══ Exercise material ══

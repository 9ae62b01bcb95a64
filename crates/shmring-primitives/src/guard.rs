use crate::sync::{AtomicU8, AtomicU32, Ordering, fence};

/// Marker value of a slot that has never been written.
pub const UNWRITTEN_MARK: u8 = 0;

/// Number of distinct write markers. Markers cycle through `1..=MARK_PERIOD`.
pub const MARK_PERIOD: u32 = 127;

/// Write marker for logical write number `write_index`. Never returns
/// [`UNWRITTEN_MARK`].
#[inline]
pub fn write_mark(write_index: u32) -> u8 {
    1 + (write_index % MARK_PERIOD) as u8
}

/// Per-slot guard bracketing a payload write (8 bytes).
///
/// The writer stores the marker into `prefix` before touching the payload and
/// into `postfix` after it. While the two differ a write is in progress.
/// `index` holds the logical write number the slot currently carries.
#[repr(C)]
pub struct SlotGuard {
    pub prefix: AtomicU8,
    pub postfix: AtomicU8,
    _pad: [u8; 2],
    pub index: AtomicU32,
}

#[cfg(not(feature = "loom"))]
const _: () = assert!(core::mem::size_of::<SlotGuard>() == crate::layout::GUARD_SIZE);

/// Prefix/postfix pair observed at one instant.
#[derive(Debug, Clone, Copy, PartialEq, Eq)]
pub struct GuardSnapshot {
    pub prefix: u8,
    pub postfix: u8,
}

impl GuardSnapshot {
    /// True when no write was in progress at the time of the snapshot.
    #[inline]
    pub fn is_stable(self) -> bool {
        self.prefix == self.postfix
    }
}

impl SlotGuard {
    /// A guard in the never-written state, for use outside a region.
    pub fn new() -> Self {
        Self {
            prefix: AtomicU8::new(UNWRITTEN_MARK),
            postfix: AtomicU8::new(UNWRITTEN_MARK),
            _pad: [0; 2],
            index: AtomicU32::new(0),
        }
    }

    /// Reset to the never-written state.
    pub fn init(&mut self) {
        self.prefix = AtomicU8::new(UNWRITTEN_MARK);
        self.postfix = AtomicU8::new(UNWRITTEN_MARK);
        self._pad = [0; 2];
        self.index = AtomicU32::new(0);
    }

    /// Announce a write of logical number `index` tagged with `mark`.
    ///
    /// Every payload and timestamp store the writer makes afterwards is
    /// ordered after the new prefix by the release fence.
    #[inline]
    pub fn begin_write(&self, mark: u8, index: u32) {
        self.prefix.store(mark, Ordering::Relaxed);
        self.index.store(index, Ordering::Relaxed);
        fence(Ordering::Release);
    }

    /// Close the write opened by [`begin_write`](Self::begin_write).
    #[inline]
    pub fn commit(&self, mark: u8) {
        self.postfix.store(mark, Ordering::Release);
    }

    /// Snapshot taken before copying the payload out.
    ///
    /// `postfix` is loaded first: seeing a committed postfix makes the payload
    /// of that write visible, and the prefix loaded after it tells whether a
    /// newer write has started since.
    #[inline]
    pub fn read_begin(&self) -> GuardSnapshot {
        let postfix = self.postfix.load(Ordering::Acquire);
        let prefix = self.prefix.load(Ordering::Acquire);
        GuardSnapshot { prefix, postfix }
    }

    /// Returns true if no write overlapped the copy that followed `before`.
    ///
    /// The acquire fence keeps the payload loads ahead of the guard re-check,
    /// so any payload byte taken from a newer write implies the newer prefix is
    /// observed here.
    #[inline]
    pub fn read_validate(&self, before: GuardSnapshot) -> bool {
        fence(Ordering::Acquire);
        let prefix = self.prefix.load(Ordering::Relaxed);
        let postfix = self.postfix.load(Ordering::Relaxed);
        before.is_stable() && prefix == before.prefix && postfix == before.postfix
    }

    /// Logical write number the slot currently carries.
    #[inline]
    pub fn index(&self) -> u32 {
        self.index.load(Ordering::Relaxed)
    }
}

impl Default for SlotGuard {
    fn default() -> Self {
        Self::new()
    }
}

═══

Using the data above, return each line that includes the word "currently".

* _Completed exercise_
/// `index` holds the logical write number the slot currently carries.
    /// Logical write number the slot currently carries.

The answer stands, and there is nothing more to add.